What needs to be done:
The lines from the top of the listing through the one containing "column, not at" are to be retyped exactly, with no other lines.

Dataset records:
use std::str::FromStr;

use serde::{Deserialize, Serialize};

use crate::error::{PgGeometryError, PgGeometryResult};
use crate::io::literal::{read_points, write_points};
use crate::scalar::Point;

/// An ordered sequence of points whose first and last elements must be
/// structurally equal.
///
/// Closure is enforced when the value is encoded for a column, not at
/// construction, so a polygon can be built up incrementally and only has to
/// be closed by the time it is persisted. There is no [`std::fmt::Display`]
/// impl for the same reason: rendering a polygon is fallible, and
/// [`Polygon::to_literal`] is the one encode path.
#[derive(Debug, Clone, PartialEq, Serialize, Deserialize)]
#[serde(transparent)]
pub struct Polygon {
    points: Vec<Point>,
}

impl Polygon {
    /// Construct a polygon from a point sequence, closed or not.
    pub fn new(points: Vec<Point>) -> Self {
        Polygon { points }
    }

    /// The points of this polygon, in order.
    pub fn points(&self) -> &[Point] {
        &self.points
    }

    /// Consume the polygon, returning its point sequence.
    pub fn into_inner(self) -> Vec<Point> {
        self.points
    }

    /// The number of points in this polygon.
    pub fn len(&self) -> usize {
        self.points.len()
    }

    /// Whether this polygon has no points.
    pub fn is_empty(&self) -> bool {
        self.points.is_empty()
    }

    /// Whether the first point equals the last. Empty polygons are not
    /// closed.
    pub fn is_closed(&self) -> bool {
        validate_closed(&self.points).is_ok()
    }

    /// Check the closure invariant, as done before every encode.
    pub fn validate(&self) -> PgGeometryResult<()> {
        validate_closed(&self.points)
    }

    /// Encode this polygon as its column literal, verifying closure first.
    pub fn to_literal(&self) -> PgGeometryResult<String> {
        self.validate()?;
        Ok(write_points(&self.points))
    }
}

/// Reject point sequences that do not close on themselves.
///
/// Empty sequences are rejected as well: a Postgres polygon carries at
/// least one point, so there is nothing an empty value could mean.
pub(crate) fn validate_closed(points: &[Point]) -> PgGeometryResult<()> {
    match (points.first(), points.last()) {
        (Some(first), Some(last)) if first == last => Ok(()),
        (Some(_), Some(_)) => Err(PgGeometryError::Validation(
            "Not self-closing polygon".to_string(),
        )),
        _ => Err(PgGeometryError::Validation(
            "Polygon must contain at least one point".to_string(),
        )),
    }
}

impl FromStr for Polygon {
    type Err = PgGeometryError;

    fn from_str(s: &str) -> Result<Self, Self::Err> {
        Ok(Polygon::new(read_points(s)?))
    }
}

impl From<Vec<Point>> for Polygon {
    fn from(points: Vec<Point>) -> Self {
        Polygon::new(points)
    }
}

impl FromIterator<Point> for Polygon {
    fn from_iter<I: IntoIterator<Item = Point>>(iter: I) -> Self {
        Polygon::new(iter.into_iter().collect())
    }
}

impl From<Polygon> for geo_types::Polygon<f64> {
    fn from(value: Polygon) -> Self {
        let exterior = geo_types::LineString::new(
            value.points.into_iter().map(Into::into).collect(),
        );
        geo_types::Polygon::new(exterior, vec![])
    }
}

impl From<geo_types::Polygon<f64>> for Polygon {
    /// Keeps the exterior ring only; interior rings are not modeled.
    fn from(value: geo_types::Polygon<f64>) -> Self {
        let (exterior, _interiors) = value.into_inner();
        exterior.into_iter().map(Point::from).collect()
    }
}

#[cfg(test)]
mod test {
    use super::*;

    fn closed() -> Polygon {
        Polygon::new(vec![Point::new(1, 1), Point::new(2, 2), Point::new(1, 1)])
    }

    #[test]
    fn literal_round_trip() {
        let polygon = closed();
        let literal = polygon.to_literal().unwrap();
        assert_eq!(literal, "(1,1)(2,2)(1,1)");
        assert_eq!(literal.parse::<Polygon>().unwrap(), polygon);
    }

    #[test]
    fn not_self_closing() {
        let polygon = Polygon::new(vec![Point::new(1, 1), Point::new(2, 2)]);
        assert!(!polygon.is_closed());

        let err = polygon.to_literal().unwrap_err();
        assert_eq!(err.to_string(), "Not self-closing polygon");
    }

    #[test]
    fn empty_rejected() {
        let polygon = Polygon::new(vec![]);
        assert!(!polygon.is_closed());
        assert!(matches!(
            polygon.to_literal().unwrap_err(),
            PgGeometryError::Validation(_)
        ));
    }

    #[test]
    fn single_point_is_closed() {
        let polygon = Polygon::new(vec![Point::new(1, 1)]);
        assert!(polygon.is_closed());
        assert_eq!(polygon.to_literal().unwrap(), "(1,1)");
    }

    #[test]
    fn parse_does_not_validate() {
        // Closure is an encode-time rule; loads of open sequences succeed.
        let polygon = "(1,1)(2,2)".parse::<Polygon>().unwrap();
        assert!(!polygon.is_closed());
    }

    #[test]
    fn to_geo() {
        let polygon: geo_types::Polygon<f64> = closed().into();
        assert_eq!(Polygon::from(polygon), closed());
    }
}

Your solution:
use std::str::FromStr;

use serde::{Deserialize, Serialize};

use crate::error::{PgGeometryError, PgGeometryResult};
use crate::io::literal::{read_points, write_points};
use crate::scalar::Point;

/// An ordered sequence of points whose first and last elements must be
/// structurally equal.
///
/// Closure is enforced when the value is encoded for a column, not at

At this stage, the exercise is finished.